Supreme Court examines plea for uniform divorce, alimony for all

The Supreme Court on Wednesday expressed “great caution” but agreed to consider a motion to establish uniform guidelines on divorce, alimony and alimony for all religions.

The petitioner, attorney AK Upadhyay, argued that divorce, alimony and alimony laws in certain religions discriminated against and marginalized women. These anomalies, which vary from religion to religion, violated the right to equality (Article 14 of the Constitution) and the right to discrimination (Article 15) based on religion and sex, as well as the right to dignity. Mr Upadhyay wants laws on divorce, alimony and alimony to be “gender neutral and religion neutral”.

However, a three-person jury headed by Chief Justice of India (CJI) Sharad A. Bobde asked Mr. Upadhyay if he really wanted the “destruction of personal laws” himself.

“You want all personal protection laws to be repealed?” Chief Justice Bobde asked lead counsel Pinky Anand, who advocated uniform grounds for divorce.

Ms Anand said the petitioner was only asking for the anomalies in the different divorce laws in the country to be corrected.

“But you can’t do it without abolishing the law of persons… You’re actually asking the court to abolish the law of persons,” the CJI noted.

Uniform Civil Code

“Personal laws are not protected by Article 13,” argued Ms. Anand. She then referred to the Uniform Civil Code (UCC).

Chief Justice Bobde said: “That [UCC] it’s up to the government… The government can do anything. The government has the pulse of the people, or at least it should be… How can we as a court destroy the law of the person? Can we end discriminatory practices without destroying the law of the person?”.

The articles in question provided for violations by the state of the fundamental rights of citizens. On the other hand, these “discriminatory” personal legal practices were imposed by citizens of a particular faith on the women of their own community. “Articles 14 and 15, etc., act as an injunction against the state,” the CJI noted.

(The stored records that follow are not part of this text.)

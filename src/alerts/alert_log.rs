use crate::alerts::sink::{AlertSink, ThresholdAlert};
use std::collections::VecDeque;
use std::sync::atomic::{AtomicU64, Ordering};
use std::sync::Mutex;

/// Bounded in-memory record of recent alerts, oldest evicted first
pub struct AlertLog {
    entries: Mutex<VecDeque<ThresholdAlert>>,
    capacity: usize,
    total: AtomicU64,
}

impl AlertLog {
    pub fn with_capacity(capacity: usize) -> Self {
        let capacity = capacity.max(1);
        Self {
            entries: Mutex::new(VecDeque::with_capacity(capacity)),
            capacity,
            total: AtomicU64::new(0),
        }
    }

    /// Alerts currently retained, oldest first
    pub fn recent(&self) -> Vec<ThresholdAlert> {
        match self.entries.lock() {
            Ok(entries) => entries.iter().cloned().collect(),
            Err(poisoned) => poisoned.into_inner().iter().cloned().collect(),
        }
    }

    /// Alerts ever raised, including evicted ones
    pub fn total(&self) -> u64 {
        self.total.load(Ordering::Relaxed)
    }

    pub fn len(&self) -> usize {
        match self.entries.lock() {
            Ok(entries) => entries.len(),
            Err(poisoned) => poisoned.into_inner().len(),
        }
    }

    pub fn is_empty(&self) -> bool {
        self.len() == 0
    }
}

impl AlertSink for AlertLog {
    fn raise(&self, alert: &ThresholdAlert) {
        let mut entries = match self.entries.lock() {
            Ok(entries) => entries,
            Err(poisoned) => poisoned.into_inner(),
        };
        if entries.len() == self.capacity {
            entries.pop_front();
        }
        entries.push_back(alert.clone());
        self.total.fetch_add(1, Ordering::Relaxed);
    }
}

#[cfg(test)]
mod tests {
    use super::*;
    use crate::models::address::Address;

    fn alert(timestamp: u64) -> ThresholdAlert {
        ThresholdAlert {
            address: Address::from(1),
            failed_attempts: 3,
            threshold: 3,
            timestamp,
            locked_out: false,
        }
    }

    #[test]
    fn test_records_in_order() {
        let log = AlertLog::with_capacity(4);
        assert!(log.is_empty());

        log.raise(&alert(1));
        log.raise(&alert(2));

        let recent = log.recent();
        assert_eq!(recent.len(), 2);
        assert_eq!(recent[0].timestamp, 1);
        assert_eq!(recent[1].timestamp, 2);
    }

    #[test]
    fn test_evicts_oldest_at_capacity() {
        let log = AlertLog::with_capacity(2);
        for ts in 1..=5 {
            log.raise(&alert(ts));
        }

        let timestamps: Vec<u64> = log.recent().iter().map(|a| a.timestamp).collect();
        assert_eq!(timestamps, vec![4, 5]);
        assert_eq!(log.total(), 5);
    }

    #[test]
    fn test_zero_capacity_keeps_one() {
        let log = AlertLog::with_capacity(0);
        log.raise(&alert(1));
        log.raise(&alert(2));
        assert_eq!(log.len(), 1);
        assert_eq!(log.recent()[0].timestamp, 2);
    }
}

Lead attorney Meenakshi Arora, also for Mr Upadhyay, said it was the state’s responsibility to intervene when personal legal practices led to exclusion and discrimination. “The state has to ensure that religions are practiced in accordance with the constitution. The state should intervene when religious practices directly violate fundamental rights,” she demanded.

Mr Upadhyay’s petition reads: “Even after 73 years of independence and 70 years of India’s transformation into a socialist secular democratic republic, the alimony and alimony laws are not only complex and cumbersome, they also violate the constitutional mandate to be equal, reasonable and just.” “.

He pointed out the various laws that regulate the customs of marriage, divorce and alimony in all religions.

“Hindus, Buddhists, Sikhs and Jains are governed by the Hindu Marriage Act 1955 and the Hindu Adoption & Maintenance Act 1956. Muslims are treated under the status of valid marriage and prenuptial agreement and are governed by the Muslim Women Act 1986. Christians are governed by the law the Indian Divorce Act 1869 and Parsis under the Parsi Marriage & Divorce Act 1936, but neither of these laws is gender neutral,” the petition reads.